Auch kann man sich nicht mit "Ich brauche seine Million gar nicht, ich weiß, dass ich's kann" rausreden. Denn erstens kann man das Geld, wenn man es selbst nicht braucht, kranken Kindern oder hungernden Afrikanern spenden. Und zweitens wäre eine kontrollierte Demonstration solcher Phänomene ein derart archaischer Paradigmenwechsel in der modernen Wissenschaft, wie es ihn vielleicht seit Galilei, Bohr und Einstein nicht gegeben hat. Der Menschheit dieses Wissen und diesen Fortschritt zu verweigern, wäre egoistisch und amoralisch.
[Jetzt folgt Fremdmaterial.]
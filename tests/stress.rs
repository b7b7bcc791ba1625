//! Randomized operation-sequence stress tests.
//!
//! Grounded on `derive-c`'s `tests/try_alloc.rs`, which drives its
//! allocate/fail toggle with `rand::thread_rng()` rather than a fixed
//! sequence. These tests do the same thing one layer up: generate a long
//! random sequence of container operations and check that this crate's
//! container agrees with the matching std container after every step.

use rand::Rng;

use vessel::alloc::StdAlloc;
use vessel::collections::map::{AnkerlMap, DecomposedMap};
use vessel::collections::Deque;

const OPS: usize = 20_000;
const KEY_SPACE: i32 = 500;

/// `AnkerlMap::insert`/`DecomposedMap::insert` abort on a duplicate key
/// (spec.md §7); `std::collections::HashMap::insert` always overwrites.
/// These mirror the latter on top of the former so a random insert/remove
/// sequence can still be checked against `HashMap` step by step.
fn ankerl_upsert(map: &mut AnkerlMap<i32, i32, StdAlloc>, key: i32, value: i32) -> Option<i32> {
    if let Some(slot) = map.try_write(&key) {
        Some(core::mem::replace(slot, value))
    } else {
        map.insert(key, value);
        None
    }
}

fn decomposed_upsert(map: &mut DecomposedMap<i32, i32, StdAlloc>, key: i32, value: i32) -> Option<i32> {
    if let Some(slot) = map.try_write(&key) {
        Some(core::mem::replace(slot, value))
    } else {
        map.insert(key, value);
        None
    }
}

#[test]
fn deque_matches_std_vec_deque_under_random_push_pop() {
    let mut rng = rand::thread_rng();
    let mut mine = Deque::new(StdAlloc::new());
    let mut theirs = std::collections::VecDeque::new();

    for _ in 0..OPS {
        match rng.gen_range(0..4) {
            0 => {
                let v: i32 = rng.gen();
                mine.push_front(v);
                theirs.push_front(v);
            }
            1 => {
                let v: i32 = rng.gen();
                mine.push_back(v);
                theirs.push_back(v);
            }
            2 => {
                assert_eq!(mine.pop_front(), theirs.pop_front());
            }
            _ => {
                assert_eq!(mine.pop_back(), theirs.pop_back());
            }
        }
        assert_eq!(mine.len(), theirs.len());
        assert_eq!(
            mine.iter().copied().collect::<std::vec::Vec<_>>(),
            theirs.iter().copied().collect::<std::vec::Vec<_>>()
        );
    }
}

#[test]
fn ankerl_map_matches_std_hash_map_under_random_insert_and_remove() {
    let mut rng = rand::thread_rng();
    let mut mine = AnkerlMap::new(StdAlloc::new());
    let mut theirs = std::collections::HashMap::new();

    for _ in 0..OPS {
        let key = rng.gen_range(0..KEY_SPACE);
        if rng.gen_bool(0.7) {
            let value = rng.gen::<i32>();
            assert_eq!(ankerl_upsert(&mut mine, key, value), theirs.insert(key, value));
        } else {
            assert_eq!(mine.try_remove(&key), theirs.remove(&key));
        }
    }

    assert_eq!(mine.len(), theirs.len());
    for (k, v) in &theirs {
        assert_eq!(mine.try_read(k), Some(v));
    }
}

#[test]
fn decomposed_map_matches_std_hash_map_under_random_insert_and_remove() {
    let mut rng = rand::thread_rng();
    let mut mine = DecomposedMap::new(StdAlloc::new());
    let mut theirs = std::collections::HashMap::new();

    for _ in 0..OPS {
        let key = rng.gen_range(0..KEY_SPACE);
        if rng.gen_bool(0.7) {
            let value = rng.gen::<i32>();
            assert_eq!(decomposed_upsert(&mut mine, key, value), theirs.insert(key, value));
        } else {
            assert_eq!(mine.try_remove(&key), theirs.remove(&key));
        }
    }

    assert_eq!(mine.len(), theirs.len());
    for (k, v) in &theirs {
        assert_eq!(mine.try_read(k), Some(v));
    }
}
Es drängt sich aus diesem Erfahrungsschatz also ein Schluss auf - es gibt schlicht keine übersinnlichen Phänomene. Keine immateriellen Sphären, keine Geister, keine heilenden Schwingungen, keine Gedankenübertragung, keine Telekinese. Die Welt ist hoffnungslos mechanisch. Nur beispielsweise und stellvertretend für den ganzen Rest seien hier die folgenden "Wunder" als durchaus profaner Natur entlarvt:

- die Seele wiegt nicht, wie es mal behauptet wurde, 21 Gramm: Vielmehr ist für die gemessene Gewichtsreduktion von 21 Gramm kurz nach dem Tod eines Menschen der vorübergehende Anstieg der Körpertemperatur verantwortlich, der durch die fehlende Kühlung durch die Lungen daherkommt. Dieser verursacht wiederum ein leicht vermehrtes Schwitzen, durch das die 21 Gramm Flüssigkeit aus dem Körper verdunsten,
- für Uri Gellers "Paradeeffekt" des Löffelverbiegens gibt es mehrere seit Jahren bekannte "herkömmliche" Methoden - gezeigt zB hier, hier und hier,
- Menschen, die vorgeben, sich mit dem "Jenseits" zu unterhalten, benutzen ebenfalls durchaus weltliche Methoden. Zentral ist insbesondere das sog. "Cold Reading" - das Beschaffen von Informationen durch Trickfragen - oder sogar das unverschämte sog. "Hot Reading" - das Besorgen dieser Infos insgeheim vor der Vorführung etwa durch Verwicklung des Besuchers in Gespräche mit unerkannt auftretenden Komplizen oder durch Verwenden seiner Kreditkartendaten, mit denen er das Ticket bezahlt hatte,
- die levitierenden Fakire sind schlicht Trickbetrüger.


Die Liste könnte endlos fortgesetzt werden. Jeder, der das Gegenteil behauptet, möge sich zum kontrollierten Test anmelden - oder, wie man bei einer anderen Gelegenheit sagt, "für immer schweigen". Brustvergrößerung durch Handauflegen klappt also doch nicht. Wie schade!